Exercise prompt:
Would you retype exactly the lines from the one containing "pub async fn panic(&self, message: &str)" through the last line of the records below, and nothing else?

Top of Source material

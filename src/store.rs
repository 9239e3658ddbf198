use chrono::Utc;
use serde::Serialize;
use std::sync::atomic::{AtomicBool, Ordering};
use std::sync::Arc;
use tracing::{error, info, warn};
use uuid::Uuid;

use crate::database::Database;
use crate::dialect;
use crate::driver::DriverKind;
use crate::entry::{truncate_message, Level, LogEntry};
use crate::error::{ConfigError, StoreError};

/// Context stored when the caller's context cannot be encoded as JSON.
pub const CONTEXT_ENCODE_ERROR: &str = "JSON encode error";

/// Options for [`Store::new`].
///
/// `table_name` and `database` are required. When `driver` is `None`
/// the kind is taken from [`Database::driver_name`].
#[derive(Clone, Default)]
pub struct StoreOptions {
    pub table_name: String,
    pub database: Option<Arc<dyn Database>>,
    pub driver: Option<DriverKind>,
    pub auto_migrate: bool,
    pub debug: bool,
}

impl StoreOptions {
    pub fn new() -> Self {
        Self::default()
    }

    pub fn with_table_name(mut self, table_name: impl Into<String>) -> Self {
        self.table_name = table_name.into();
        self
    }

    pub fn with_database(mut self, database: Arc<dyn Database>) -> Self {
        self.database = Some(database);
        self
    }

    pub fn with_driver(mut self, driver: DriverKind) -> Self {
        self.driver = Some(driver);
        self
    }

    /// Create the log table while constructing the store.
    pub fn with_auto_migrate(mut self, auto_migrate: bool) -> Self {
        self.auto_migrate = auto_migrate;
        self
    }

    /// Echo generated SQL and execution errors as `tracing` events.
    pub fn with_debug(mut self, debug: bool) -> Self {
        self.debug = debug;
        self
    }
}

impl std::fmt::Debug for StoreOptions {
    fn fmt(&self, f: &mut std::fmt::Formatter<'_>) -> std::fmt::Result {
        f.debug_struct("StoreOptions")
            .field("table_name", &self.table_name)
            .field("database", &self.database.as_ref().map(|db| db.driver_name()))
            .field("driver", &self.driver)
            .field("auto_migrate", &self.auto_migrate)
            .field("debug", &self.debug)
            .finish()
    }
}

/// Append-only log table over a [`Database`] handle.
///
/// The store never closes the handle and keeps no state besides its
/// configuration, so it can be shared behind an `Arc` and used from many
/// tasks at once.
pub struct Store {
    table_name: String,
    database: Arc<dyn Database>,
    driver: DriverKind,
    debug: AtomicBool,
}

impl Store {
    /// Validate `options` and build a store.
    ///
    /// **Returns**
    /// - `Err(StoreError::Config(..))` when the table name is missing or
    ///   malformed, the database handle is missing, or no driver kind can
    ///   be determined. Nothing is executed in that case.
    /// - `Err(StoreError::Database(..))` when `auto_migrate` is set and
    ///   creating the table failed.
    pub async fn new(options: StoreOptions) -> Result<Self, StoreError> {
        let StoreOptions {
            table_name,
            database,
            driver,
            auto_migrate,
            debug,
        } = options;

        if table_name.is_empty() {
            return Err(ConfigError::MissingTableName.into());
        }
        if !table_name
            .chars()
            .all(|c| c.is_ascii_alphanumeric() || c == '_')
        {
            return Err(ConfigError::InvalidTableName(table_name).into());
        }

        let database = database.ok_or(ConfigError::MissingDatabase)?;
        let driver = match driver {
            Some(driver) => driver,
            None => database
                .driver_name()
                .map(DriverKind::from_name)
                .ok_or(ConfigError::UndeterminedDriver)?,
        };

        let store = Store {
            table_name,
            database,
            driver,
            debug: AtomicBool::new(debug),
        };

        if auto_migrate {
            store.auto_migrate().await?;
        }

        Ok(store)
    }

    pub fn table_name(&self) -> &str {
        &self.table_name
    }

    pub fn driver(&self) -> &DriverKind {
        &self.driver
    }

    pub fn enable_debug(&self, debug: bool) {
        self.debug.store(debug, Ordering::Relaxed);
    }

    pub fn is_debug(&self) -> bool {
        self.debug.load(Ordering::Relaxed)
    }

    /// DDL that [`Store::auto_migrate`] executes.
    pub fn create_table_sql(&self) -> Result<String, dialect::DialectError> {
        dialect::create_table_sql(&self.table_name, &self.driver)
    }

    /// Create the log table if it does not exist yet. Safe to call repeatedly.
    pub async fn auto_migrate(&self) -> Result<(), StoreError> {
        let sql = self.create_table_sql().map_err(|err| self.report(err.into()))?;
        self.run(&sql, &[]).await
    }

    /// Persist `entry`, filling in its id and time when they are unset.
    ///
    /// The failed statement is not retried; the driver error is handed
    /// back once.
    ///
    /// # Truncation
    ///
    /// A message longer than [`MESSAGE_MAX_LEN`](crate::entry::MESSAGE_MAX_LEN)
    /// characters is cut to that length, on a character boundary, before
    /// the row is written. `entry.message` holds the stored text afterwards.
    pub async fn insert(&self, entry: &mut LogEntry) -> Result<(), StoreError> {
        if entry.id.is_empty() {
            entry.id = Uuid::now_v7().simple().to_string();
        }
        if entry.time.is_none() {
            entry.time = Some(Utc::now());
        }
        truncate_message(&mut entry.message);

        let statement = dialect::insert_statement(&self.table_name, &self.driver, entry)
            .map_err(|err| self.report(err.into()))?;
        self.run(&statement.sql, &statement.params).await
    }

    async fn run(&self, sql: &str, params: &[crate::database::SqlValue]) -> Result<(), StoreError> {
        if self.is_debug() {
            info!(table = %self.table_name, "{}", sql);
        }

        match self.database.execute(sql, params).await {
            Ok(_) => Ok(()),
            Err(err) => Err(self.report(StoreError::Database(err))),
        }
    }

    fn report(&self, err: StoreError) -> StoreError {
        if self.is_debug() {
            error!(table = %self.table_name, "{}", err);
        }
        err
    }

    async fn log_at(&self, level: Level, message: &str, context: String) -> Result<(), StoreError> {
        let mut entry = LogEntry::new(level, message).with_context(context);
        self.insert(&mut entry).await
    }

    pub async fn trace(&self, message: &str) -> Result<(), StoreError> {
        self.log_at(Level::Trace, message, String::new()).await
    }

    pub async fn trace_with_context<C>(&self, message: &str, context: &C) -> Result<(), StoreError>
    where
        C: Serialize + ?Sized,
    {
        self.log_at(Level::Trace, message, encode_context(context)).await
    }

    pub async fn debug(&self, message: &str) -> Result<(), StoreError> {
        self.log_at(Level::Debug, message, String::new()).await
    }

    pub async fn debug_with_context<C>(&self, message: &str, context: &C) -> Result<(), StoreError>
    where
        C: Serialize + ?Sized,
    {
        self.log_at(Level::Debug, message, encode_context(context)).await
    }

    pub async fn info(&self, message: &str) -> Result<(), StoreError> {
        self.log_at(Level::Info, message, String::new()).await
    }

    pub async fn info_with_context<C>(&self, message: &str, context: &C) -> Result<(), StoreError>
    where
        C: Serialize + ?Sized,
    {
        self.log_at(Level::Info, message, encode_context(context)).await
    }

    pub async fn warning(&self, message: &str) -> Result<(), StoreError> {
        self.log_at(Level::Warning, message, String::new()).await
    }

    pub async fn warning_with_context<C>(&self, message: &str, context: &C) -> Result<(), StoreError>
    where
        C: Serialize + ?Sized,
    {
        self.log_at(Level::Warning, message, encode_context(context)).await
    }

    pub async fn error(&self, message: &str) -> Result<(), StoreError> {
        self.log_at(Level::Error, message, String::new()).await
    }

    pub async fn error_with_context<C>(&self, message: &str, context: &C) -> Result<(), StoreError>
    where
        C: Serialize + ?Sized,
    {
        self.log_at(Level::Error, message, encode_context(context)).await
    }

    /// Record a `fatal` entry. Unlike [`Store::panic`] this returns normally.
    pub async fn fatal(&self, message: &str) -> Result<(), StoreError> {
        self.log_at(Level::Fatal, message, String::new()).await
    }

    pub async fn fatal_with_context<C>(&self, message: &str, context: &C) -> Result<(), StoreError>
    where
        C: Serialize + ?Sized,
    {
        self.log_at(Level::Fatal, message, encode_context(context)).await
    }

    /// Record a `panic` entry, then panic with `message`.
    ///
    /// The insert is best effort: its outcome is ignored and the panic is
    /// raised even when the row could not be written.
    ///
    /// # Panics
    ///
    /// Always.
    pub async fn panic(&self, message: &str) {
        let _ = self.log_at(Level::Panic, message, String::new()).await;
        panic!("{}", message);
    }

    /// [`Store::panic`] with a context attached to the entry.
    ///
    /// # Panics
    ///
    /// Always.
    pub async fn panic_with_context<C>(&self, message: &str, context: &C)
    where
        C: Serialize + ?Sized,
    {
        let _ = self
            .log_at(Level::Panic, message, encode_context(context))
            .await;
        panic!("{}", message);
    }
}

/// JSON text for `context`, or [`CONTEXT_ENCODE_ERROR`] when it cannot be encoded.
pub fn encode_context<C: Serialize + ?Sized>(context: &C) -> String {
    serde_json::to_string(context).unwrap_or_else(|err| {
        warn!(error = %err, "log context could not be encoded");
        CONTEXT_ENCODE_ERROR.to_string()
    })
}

Bottom of Source material

Exercise answer:
    pub async fn panic(&self, message: &str) {
        let _ = self.log_at(Level::Panic, message, String::new()).await;
        panic!("{}", message);
    }

    /// [`Store::panic`] with a context attached to the entry.
    ///
    /// # Panics
    ///
    /// Always.
    pub async fn panic_with_context<C>(&self, message: &str, context: &C)
    where
        C: Serialize + ?Sized,
    {
        let _ = self
            .log_at(Level::Panic, message, encode_context(context))
            .await;
        panic!("{}", message);
    }
}

/// JSON text for `context`, or [`CONTEXT_ENCODE_ERROR`] when it cannot be encoded.
pub fn encode_context<C: Serialize + ?Sized>(context: &C) -> String {
    serde_json::to_string(context).unwrap_or_else(|err| {
        warn!(error = %err, "log context could not be encoded");
        CONTEXT_ENCODE_ERROR.to_string()
    })
}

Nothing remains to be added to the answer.